The Parasol mushroom (Macrolepiota procera) can be identified by its cap, 10 to 30 centimetres in diameter, egg-shaped, convex and spreading into a parasol shape, crowned by a teat; and by its stipe, 15 to 40 centimetres high, hollow, brown and fibrous, bulbous and of a rough texture at the base.  The flesh is soft and white, with a pleasant, fruity flavour and aroma.  It is found mainly in undergrowth and in clearings, among bracken and broom, preferring silicious soil.  The stipe can be finely chopped and used in sauces and soups.  But parasol mushrooms are valued mainly for the caps, which are best eaten young, before the appearance of brown gills.  They can be eaten raw, to accompany a green salad.  To cook, pan fry whole caps for a few minutes in olive oil, or, better, grill them on the barbecue and season with salt and pepper before serving. 

The chanterelle

Also known as the girolle, the chanterelle (Cantharellus cibarius) can be identified by its funnel-shaped cap, ranging in colour from pale yellow to orange, 4 to 10 centimetres in diameter.  It grows near broad-leaved and resinous trees, until the end of the fall, but disappears with the first frosts.  Its firm flesh remains crisp and flavourful after cooking, during which it emits a fruity aroma, often compared to that of the mirabelle plum.  It can be diced into small cubes and fried in butter or oil to accompany an omelette.   In more elaborate forms, the chanterelle can accompany meat or fish, or be used in the preparation of savoury pies. 

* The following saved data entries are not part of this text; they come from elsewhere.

/// EventBus Performance Benchmarks using Criterion
///
/// Run with: cargo bench --bench event_bus_benchmark
///
/// Benchmarks cover:
/// - Single publisher throughput with synchronous subscribers
/// - Concurrent publishers with an asynchronous subscriber
/// - Middleware chain overhead
/// - Fan-out to many subscribers
use criterion::{black_box, criterion_group, criterion_main, BenchmarkId, Criterion, Throughput};
use conduit_core::{
    handler_fn, DedupCache, DeduplicationMiddleware, Event, EventBus, EventData, EventHandler,
    EventType, LoggingMiddleware, RecoveryMiddleware, Subscriber,
};
use std::sync::atomic::{AtomicU64, Ordering};
use std::sync::Arc;
use std::time::Duration;

fn make_event(id: u64) -> Event {
    Event::new(EventType::TaskProgress, EventData::Empty)
        .with_id(format!("evt_{}", id))
        .with_source("benchmark")
}

fn counting_handler(counter: &Arc<AtomicU64>) -> Arc<dyn EventHandler> {
    let counter = Arc::clone(counter);
    handler_fn(move |_event| {
        let counter = Arc::clone(&counter);
        async move {
            counter.fetch_add(1, Ordering::Relaxed);
            Ok(())
        }
    })
}

/// Benchmark: Single publisher, one synchronous subscriber
fn bench_single_publisher(c: &mut Criterion) {
    let mut group = c.benchmark_group("eventbus_single_publisher");
    let rt = tokio::runtime::Runtime::new().unwrap();

    for event_count in [100u64, 1_000, 10_000].iter() {
        group.throughput(Throughput::Elements(*event_count));
        group.bench_with_input(
            BenchmarkId::from_parameter(event_count),
            event_count,
            |b, &count| {
                b.to_async(&rt).iter(|| async move {
                    let bus = EventBus::new();
                    let counter = Arc::new(AtomicU64::new(0));
                    bus.subscribe("task", Subscriber::new("sink", counting_handler(&counter)))
                        .await
                        .unwrap();

                    for i in 0..count {
                        bus.publish("task", make_event(i)).await.unwrap();
                    }
                    black_box(counter.load(Ordering::Relaxed));
                });
            },
        );
    }

    group.finish();
}

/// Benchmark: Multiple publishers, one asynchronous subscriber
fn bench_concurrent_publishers(c: &mut Criterion) {
    let mut group = c.benchmark_group("eventbus_concurrent_publishers");
    let rt = tokio::runtime::Runtime::new().unwrap();
    let events_per_publisher = 250u64;

    for publishers in [2u64, 4, 8].iter() {
        group.throughput(Throughput::Elements(events_per_publisher * publishers));
        group.bench_with_input(
            BenchmarkId::from_parameter(format!("{}_publishers", publishers)),
            publishers,
            |b, &publishers| {
                b.to_async(&rt).iter(|| async move {
                    let bus = Arc::new(EventBus::new());
                    let counter = Arc::new(AtomicU64::new(0));
                    bus.subscribe(
                        "task",
                        Subscriber::new("sink", counting_handler(&counter)).asynchronous(),
                    )
                    .await
                    .unwrap();

                    let mut handles = Vec::new();
                    for p in 0..publishers {
                        let bus = Arc::clone(&bus);
                        handles.push(tokio::spawn(async move {
                            for i in 0..events_per_publisher {
                                let id = p * events_per_publisher + i;
                                bus.publish("task", make_event(id)).await.unwrap();
                            }
                        }));
                    }
                    for h in handles {
                        h.await.unwrap();
                    }
                    bus.shutdown(Duration::from_secs(10)).await.unwrap();
                    black_box(counter.load(Ordering::Relaxed));
                });
            },
        );
    }

    group.finish();
}

/// Benchmark: Cost of the default middleware chain
fn bench_middleware_chain(c: &mut Criterion) {
    let mut group = c.benchmark_group("eventbus_middleware");
    let rt = tokio::runtime::Runtime::new().unwrap();
    let event_count = 1_000u64;
    group.throughput(Throughput::Elements(event_count));

    for with_chain in [false, true] {
        let label = if with_chain { "recovery_logging_dedup" } else { "bare" };
        group.bench_function(label, |b| {
            b.to_async(&rt).iter(|| async move {
                let bus = EventBus::new();
                if with_chain {
                    bus.use_middleware(Arc::new(RecoveryMiddleware::new())).await;
                    bus.use_middleware(Arc::new(LoggingMiddleware::new())).await;
                    let cache = Arc::new(DedupCache::new(Duration::from_secs(300)));
                    bus.use_middleware(Arc::new(DeduplicationMiddleware::new(cache)))
                        .await;
                }
                let counter = Arc::new(AtomicU64::new(0));
                bus.subscribe("task", Subscriber::new("sink", counting_handler(&counter)))
                    .await
                    .unwrap();

                for i in 0..event_count {
                    bus.publish("task", make_event(i)).await.unwrap();
                }
                black_box(counter.load(Ordering::Relaxed));
            });
        });
    }

    group.finish();
}

/// Benchmark: Multiple subscribers on same topic
fn bench_multiple_subscribers(c: &mut Criterion) {
    let mut group = c.benchmark_group("eventbus_multiple_subscribers");
    let rt = tokio::runtime::Runtime::new().unwrap();
    let event_count = 500u64;

    for sub_count in [2u64, 5, 10].iter() {
        group.throughput(Throughput::Elements(event_count * *sub_count));
        group.bench_with_input(
            BenchmarkId::from_parameter(format!("{}_subs", sub_count)),
            sub_count,
            |b, &subs| {
                b.to_async(&rt).iter(|| async move {
                    let bus = EventBus::new();
                    let counter = Arc::new(AtomicU64::new(0));
                    for s in 0..subs {
                        bus.subscribe(
                            "task",
                            Subscriber::new(format!("sub_{}", s), counting_handler(&counter))
                                .with_priority(s as i32),
                        )
                        .await
                        .unwrap();
                    }

                    for i in 0..event_count {
                        bus.publish("task", make_event(i)).await.unwrap();
                    }
                    black_box(counter.load(Ordering::Relaxed));
                });
            },
        );
    }

    group.finish();
}

criterion_group!(
    benches,
    bench_single_publisher,
    bench_concurrent_publishers,
    bench_middleware_chain,
    bench_multiple_subscribers,
);
criterion_main!(benches);
use once_cell::sync::Lazy;

use crate::log::LogLevel;

const DEFAULT_LOG_LEVEL: LogLevel = LogLevel::Info;
const DEFAULT_GAP_POLICY: GapPolicy = GapPolicy::Omit;
const DEFAULT_OWNER_NAME: &str = "PORTFOLIO";

static SITE_CONFIG: Lazy<SiteConfig> = Lazy::new(SiteConfig::from_build_env);

/// How the timeline treats years between the first and last authored year
/// that have no entries.
#[derive(Clone, Copy, Debug, PartialEq, Eq)]
pub enum GapPolicy {
    Omit,
    Placeholder,
}

#[derive(Clone, Debug, PartialEq)]
pub struct SiteConfig {
    pub owner_name: String,
    pub contact_email: Option<String>,
    pub contact_phone: Option<String>,
    pub log_level: LogLevel,
    pub gap_policy: GapPolicy,
}

impl SiteConfig {
    pub fn current() -> &'static SiteConfig {
        &SITE_CONFIG
    }

    /// Values are baked in by trunk/cargo at build time; the page has no
    /// runtime environment to read from.
    fn from_build_env() -> Self {
        Self::from_lookup(|name| match name {
            "PORTFOLIO_OWNER_NAME" => option_env!("PORTFOLIO_OWNER_NAME"),
            "PORTFOLIO_CONTACT_EMAIL" => option_env!("PORTFOLIO_CONTACT_EMAIL"),
            "PORTFOLIO_CONTACT_PHONE" => option_env!("PORTFOLIO_CONTACT_PHONE"),
            "PORTFOLIO_LOG_LEVEL" => option_env!("PORTFOLIO_LOG_LEVEL"),
            "PORTFOLIO_TIMELINE_GAPS" => option_env!("PORTFOLIO_TIMELINE_GAPS"),
            _ => None,
        })
    }

    pub fn from_lookup<'a>(lookup: impl Fn(&str) -> Option<&'a str>) -> Self {
        let owner_name = parse_non_empty_string(&lookup, "PORTFOLIO_OWNER_NAME")
            .unwrap_or_else(|| DEFAULT_OWNER_NAME.to_string());
        let contact_email = parse_non_empty_string(&lookup, "PORTFOLIO_CONTACT_EMAIL");
        let contact_phone = parse_non_empty_string(&lookup, "PORTFOLIO_CONTACT_PHONE");
        let log_level = parse_log_level(&lookup, "PORTFOLIO_LOG_LEVEL", DEFAULT_LOG_LEVEL);
        let gap_policy = parse_gap_policy(&lookup, "PORTFOLIO_TIMELINE_GAPS", DEFAULT_GAP_POLICY);

        Self {
            owner_name,
            contact_email,
            contact_phone,
            log_level,
            gap_policy,
        }
    }
}

fn parse_non_empty_string<'a>(lookup: &impl Fn(&str) -> Option<&'a str>, name: &str) -> Option<String> {
    lookup(name)
        .map(|value| value.trim().to_string())
        .filter(|value| !value.is_empty())
}

fn parse_log_level<'a>(
    lookup: &impl Fn(&str) -> Option<&'a str>,
    name: &str,
    default: LogLevel,
) -> LogLevel {
    match parse_non_empty_string(lookup, name)
        .unwrap_or_else(|| default.as_str().to_string())
        .to_ascii_lowercase()
        .as_str()
    {
        "debug" => LogLevel::Debug,
        "info" => LogLevel::Info,
        "warn" => LogLevel::Warn,
        _ => default,
    }
}

fn parse_gap_policy<'a>(
    lookup: &impl Fn(&str) -> Option<&'a str>,
    name: &str,
    default: GapPolicy,
) -> GapPolicy {
    match parse_non_empty_string(lookup, name)
        .map(|value| value.to_ascii_lowercase())
        .as_deref()
    {
        Some("placeholder") => GapPolicy::Placeholder,
        Some("omit") => GapPolicy::Omit,
        _ => default,
    }
}

#[cfg(test)]
mod tests {
    use super::*;

    #[test]
    fn missing_values_fall_back_to_defaults() {
        let config = SiteConfig::from_lookup(|_| None);

        assert_eq!(config.owner_name, DEFAULT_OWNER_NAME);
        assert_eq!(config.contact_email, None);
        assert_eq!(config.contact_phone, None);
        assert_eq!(config.log_level, LogLevel::Info);
        assert_eq!(config.gap_policy, GapPolicy::Omit);
    }

    #[test]
    fn contact_values_are_trimmed_and_blank_values_ignored() {
        let config = SiteConfig::from_lookup(|name| match name {
            "PORTFOLIO_CONTACT_EMAIL" => Some("  me@example.com "),
            "PORTFOLIO_CONTACT_PHONE" => Some("   "),
            _ => None,
        });

        assert_eq!(config.contact_email.as_deref(), Some("me@example.com"));
        assert_eq!(config.contact_phone, None);
    }

    #[test]
    fn known_values_are_case_insensitive_and_unknown_values_use_default() {
        let config = SiteConfig::from_lookup(|name| match name {
            "PORTFOLIO_LOG_LEVEL" => Some("DEBUG"),
            "PORTFOLIO_TIMELINE_GAPS" => Some("Placeholder"),
            _ => None,
        });
        assert_eq!(config.log_level, LogLevel::Debug);
        assert_eq!(config.gap_policy, GapPolicy::Placeholder);

        let config = SiteConfig::from_lookup(|name| match name {
            "PORTFOLIO_LOG_LEVEL" => Some("verbose"),
            "PORTFOLIO_TIMELINE_GAPS" => Some("fill"),
            _ => None,
        });
        assert_eq!(config.log_level, LogLevel::Info);
        assert_eq!(config.gap_policy, GapPolicy::Omit);
    }
}
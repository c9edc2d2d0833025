/// Download menu visibility.
#[derive(Clone, Copy, Debug, Default, PartialEq, Eq)]
pub enum MenuState {
    #[default]
    Closed,
    Open,
}

impl MenuState {
    pub fn toggle(self) -> Self {
        match self {
            Self::Closed => Self::Open,
            Self::Open => Self::Closed,
        }
    }

    /// Picking any option dismisses the menu.
    pub fn select(self) -> Self {
        Self::Closed
    }

    /// A pointer press anywhere on the page. Presses inside the menu region
    /// are left to the menu's own controls.
    pub fn pointer_down(self, inside: bool) -> Self {
        if inside {
            self
        } else {
            Self::Closed
        }
    }

    pub fn is_open(self) -> bool {
        matches!(self, Self::Open)
    }

    /// The page-wide dismiss listener only exists while this is true.
    pub fn listens_for_outside_clicks(self) -> bool {
        self.is_open()
    }
}

#[cfg(test)]
mod tests {
    use super::*;

    #[test]
    fn trigger_toggles_open_and_closed() {
        let state = MenuState::default().toggle();
        assert!(state.is_open());
        assert!(!state.toggle().is_open());
    }

    #[test]
    fn selecting_an_option_closes() {
        assert_eq!(MenuState::Open.select(), MenuState::Closed);
    }

    #[test]
    fn outside_press_closes_inside_press_does_not() {
        assert_eq!(MenuState::Open.pointer_down(false), MenuState::Closed);
        assert_eq!(MenuState::Open.pointer_down(true), MenuState::Open);
        assert_eq!(MenuState::Closed.pointer_down(false), MenuState::Closed);
    }

    #[test]
    fn dismiss_listener_tracks_open_state() {
        assert!(!MenuState::Closed.listens_for_outside_clicks());
        assert!(MenuState::Open.listens_for_outside_clicks());
        assert!(!MenuState::Open.toggle().listens_for_outside_clicks());
    }
}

What to do in case of intoxication

Never attempt to treat yourself.  Call a poison control centre or the nearest doctor.  In case of serious illness, dial 15 for an ambulance.  Do not allow the patient to drink anything, including water.   Reassure the patient by speaking calmly, place him on his side and cover with a blanket while awaiting assistance.  If possible, conserve remaining or regurgitated foodstuffs, which may be useful in identifying the toxin.